Your objective =
Retype the records below so that each one matches exactly.

=== Begin Enclosure ===

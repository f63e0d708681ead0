//! Source loader integration tests: on-disk files, the remote cache, and
//! merging loaded graphs into compiled vocabularies.

use std::sync::atomic::{AtomicUsize, Ordering};
use std::sync::Arc;

use skos_builder::error::BoxError;
use skos_builder::model::iris;
use skos_builder::source::{Fetcher, LocalSource, RemoteSource, Source, SourceCache};
use skos_builder::{Concept, Error, Format, Iri, Object, Subject, Vocabulary};

const ISC: &str = r#"
@prefix skos: <http://www.w3.org/2004/02/skos/core#> .
@prefix isc: <http://resource.geosciml.org/classifier/ics/ischart/> .

isc: a skos:ConceptScheme .
isc:Jurassic a skos:Concept ;
    skos:prefLabel "Jurassic"@en , "Jurassique"@fr ;
    skos:inScheme isc: .
"#;

/// Serves a fixed body and counts requests.
struct CountingFetcher {
    calls: AtomicUsize,
}

impl CountingFetcher {
    fn new() -> Self {
        Self {
            calls: AtomicUsize::new(0),
        }
    }

    fn calls(&self) -> usize {
        self.calls.load(Ordering::SeqCst)
    }
}

impl Fetcher for CountingFetcher {
    fn fetch(&self, _url: &str, format: Format) -> Result<String, BoxError> {
        assert_eq!(format, Format::Turtle);
        self.calls.fetch_add(1, Ordering::SeqCst);
        Ok(ISC.to_owned())
    }
}

// ============================================================================
// Remote
// ============================================================================

#[test]
fn same_url_is_fetched_once() {
    let cache = SourceCache::new();
    let fetcher = CountingFetcher::new();
    let source = RemoteSource::new("Isc2020", "https://vocabs.example.org/isc2020.ttl");

    let first = source.load_with(&cache, &fetcher).unwrap();
    let second = source.load_with(&cache, &fetcher).unwrap();

    assert_eq!(fetcher.calls(), 1);
    assert!(Arc::ptr_eq(&first, &second));
    assert_eq!(*first, *second);
}

#[test]
fn different_urls_are_cached_separately() {
    let cache = SourceCache::new();
    let fetcher = CountingFetcher::new();
    RemoteSource::new("A", "https://vocabs.example.org/a.ttl")
        .load_with(&cache, &fetcher)
        .unwrap();
    RemoteSource::new("B", "https://vocabs.example.org/b.ttl")
        .load_with(&cache, &fetcher)
        .unwrap();
    assert_eq!(fetcher.calls(), 2);
    assert_eq!(cache.len(), 2);
}

#[test]
fn concurrent_loads_share_one_fetch() {
    let cache = SourceCache::new();
    let fetcher = CountingFetcher::new();
    let source = RemoteSource::new("Isc2020", "https://vocabs.example.org/isc2020.ttl");
    std::thread::scope(|scope| {
        for _ in 0..6 {
            scope.spawn(|| source.load_with(&cache, &fetcher).unwrap());
        }
    });
    assert_eq!(fetcher.calls(), 1);
}

#[test]
fn invalidated_url_is_fetched_again() {
    let cache = SourceCache::new();
    let fetcher = CountingFetcher::new();
    let source = RemoteSource::new("Isc2020", "https://vocabs.example.org/isc2020.ttl");
    source.load_with(&cache, &fetcher).unwrap();
    assert!(cache.invalidate(source.url()));
    source.load_with(&cache, &fetcher).unwrap();
    assert_eq!(fetcher.calls(), 2);
}

// ============================================================================
// Local
// ============================================================================

#[test]
fn local_source_resolves_next_to_declaration() {
    let dir = tempfile::tempdir().unwrap();
    std::fs::write(dir.path().join("isc.ttl"), ISC).unwrap();

    let source = Source::from_location("Isc2020", "isc.ttl", Some(dir.path()));
    let graph = source.load().unwrap();
    assert_eq!(graph.len(), 5);
}

#[test]
fn missing_local_file_carries_the_name() {
    let dir = tempfile::tempdir().unwrap();
    let err = LocalSource::new("Isc2020", "nowhere.ttl")
        .relative_to(dir.path())
        .load()
        .unwrap_err();
    match err {
        Error::LocalSourceNotFound { name, path } => {
            assert_eq!(name, "Isc2020");
            assert_eq!(path, dir.path().join("nowhere.ttl"));
        }
        other => unreachable!("unexpected error: {other}"),
    }
}

// ============================================================================
// Merging
// ============================================================================

#[test]
fn loaded_graph_merges_into_vocabulary() {
    let cache = SourceCache::new();
    let fetcher = CountingFetcher::new();
    let loaded = RemoteSource::new("Isc2020", "https://vocabs.example.org/isc2020.ttl")
        .load_with(&cache, &fetcher)
        .unwrap();

    let mut vocab = Vocabulary::builder("TimeScale")
        .base_url("https://example.org/")
        .term(
            "late_jurassic",
            Concept::new()
                .with("skos:prefLabel", "Late Jurassic")
                .with(
                    "skos:broader",
                    Iri::new_unchecked("http://resource.geosciml.org/classifier/ics/ischart/Jurassic"),
                ),
        )
        .build()
        .unwrap();
    let before = vocab.graph().len();
    vocab.merge_source(&loaded);

    assert_eq!(vocab.graph().len(), before + loaded.len());
    let jurassic = Subject::Iri(Iri::new_unchecked(
        "http://resource.geosciml.org/classifier/ics/ischart/Jurassic",
    ));
    assert!(vocab.graph().contains(
        &jurassic,
        &Iri::new_unchecked(iris::RDF_TYPE),
        &Object::Iri(Iri::new_unchecked(iris::SKOS_CONCEPT)),
    ));
    // the cached graph is shared, not consumed
    assert_eq!(cache.get("https://vocabs.example.org/isc2020.ttl").unwrap().len(), loaded.len());
}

=== End Enclosure ===

Expected output =
repository f63e0d708681ead0
//! Source loader integration tests: on-disk files, the remote cache, and
//! merging loaded graphs into compiled vocabularies.

use std::sync::atomic::{AtomicUsize, Ordering};
use std::sync::Arc;

use skos_builder::error::BoxError;
use skos_builder::model::iris;
use skos_builder::source::{Fetcher, LocalSource, RemoteSource, Source, SourceCache};
use skos_builder::{Concept, Error, Format, Iri, Object, Subject, Vocabulary};

const ISC: &str = r#"
@prefix skos: <http://www.w3.org/2004/02/skos/core#> .
@prefix isc: <http://resource.geosciml.org/classifier/ics/ischart/> .

isc: a skos:ConceptScheme .
isc:Jurassic a skos:Concept ;
    skos:prefLabel "Jurassic"@en , "Jurassique"@fr ;
    skos:inScheme isc: .
"#;

/// Serves a fixed body and counts requests.
struct CountingFetcher {
    calls: AtomicUsize,
}

impl CountingFetcher {
    fn new() -> Self {
        Self {
            calls: AtomicUsize::new(0),
        }
    }

    fn calls(&self) -> usize {
        self.calls.load(Ordering::SeqCst)
    }
}

impl Fetcher for CountingFetcher {
    fn fetch(&self, _url: &str, format: Format) -> Result<String, BoxError> {
        assert_eq!(format, Format::Turtle);
        self.calls.fetch_add(1, Ordering::SeqCst);
        Ok(ISC.to_owned())
    }
}

// ============================================================================
// Remote
// ============================================================================

#[test]
fn same_url_is_fetched_once() {
    let cache = SourceCache::new();
    let fetcher = CountingFetcher::new();
    let source = RemoteSource::new("Isc2020", "https://vocabs.example.org/isc2020.ttl");

    let first = source.load_with(&cache, &fetcher).unwrap();
    let second = source.load_with(&cache, &fetcher).unwrap();

    assert_eq!(fetcher.calls(), 1);
    assert!(Arc::ptr_eq(&first, &second));
    assert_eq!(*first, *second);
}

#[test]
fn different_urls_are_cached_separately() {
    let cache = SourceCache::new();
    let fetcher = CountingFetcher::new();
    RemoteSource::new("A", "https://vocabs.example.org/a.ttl")
        .load_with(&cache, &fetcher)
        .unwrap();
    RemoteSource::new("B", "https://vocabs.example.org/b.ttl")
        .load_with(&cache, &fetcher)
        .unwrap();
    assert_eq!(fetcher.calls(), 2);
    assert_eq!(cache.len(), 2);
}

#[test]
fn concurrent_loads_share_one_fetch() {
    let cache = SourceCache::new();
    let fetcher = CountingFetcher::new();
    let source = RemoteSource::new("Isc2020", "https://vocabs.example.org/isc2020.ttl");
    std::thread::scope(|scope| {
        for _ in 0..6 {
            scope.spawn(|| source.load_with(&cache, &fetcher).unwrap());
        }
    });
    assert_eq!(fetcher.calls(), 1);
}

#[test]
fn invalidated_url_is_fetched_again() {
    let cache = SourceCache::new();
    let fetcher = CountingFetcher::new();
    let source = RemoteSource::new("Isc2020", "https://vocabs.example.org/isc2020.ttl");
    source.load_with(&cache, &fetcher).unwrap();
    assert!(cache.invalidate(source.url()));
    source.load_with(&cache, &fetcher).unwrap();
    assert_eq!(fetcher.calls(), 2);
}

// ============================================================================
// Local
// ============================================================================

#[test]
fn local_source_resolves_next_to_declaration() {
    let dir = tempfile::tempdir().unwrap();
    std::fs::write(dir.path().join("isc.ttl"), ISC).unwrap();

    let source = Source::from_location("Isc2020", "isc.ttl", Some(dir.path()));
    let graph = source.load().unwrap();
    assert_eq!(graph.len(), 5);
}

#[test]
fn missing_local_file_carries_the_name() {
    let dir = tempfile::tempdir().unwrap();
    let err = LocalSource::new("Isc2020", "nowhere.ttl")
        .relative_to(dir.path())
        .load()
        .unwrap_err();
    match err {
        Error::LocalSourceNotFound { name, path } => {
            assert_eq!(name, "Isc2020");
            assert_eq!(path, dir.path().join("nowhere.ttl"));
        }
        other => unreachable!("unexpected error: {other}"),
    }
}

// ============================================================================
// Merging
// ============================================================================

#[test]
fn loaded_graph_merges_into_vocabulary() {
    let cache = SourceCache::new();
    let fetcher = CountingFetcher::new();
    let loaded = RemoteSource::new("Isc2020", "https://vocabs.example.org/isc2020.ttl")
        .load_with(&cache, &fetcher)
        .unwrap();

    let mut vocab = Vocabulary::builder("TimeScale")
        .base_url("https://example.org/")
        .term(
            "late_jurassic",
            Concept::new()
                .with("skos:prefLabel", "Late Jurassic")
                .with(
                    "skos:broader",
                    Iri::new_unchecked("http://resource.geosciml.org/classifier/ics/ischart/Jurassic"),
                ),
        )
        .build()
        .unwrap();
    let before = vocab.graph().len();
    vocab.merge_source(&loaded);

    assert_eq!(vocab.graph().len(), before + loaded.len());
    let jurassic = Subject::Iri(Iri::new_unchecked(
        "http://resource.geosciml.org/classifier/ics/ischart/Jurassic",
    ));
    assert!(vocab.graph().contains(
        &jurassic,
        &Iri::new_unchecked(iris::RDF_TYPE),
        &Object::Iri(Iri::new_unchecked(iris::SKOS_CONCEPT)),
    ));
    // the cached graph is shared, not consumed
    assert_eq!(cache.get("https://vocabs.example.org/isc2020.ttl").unwrap().len(), loaded.len());
}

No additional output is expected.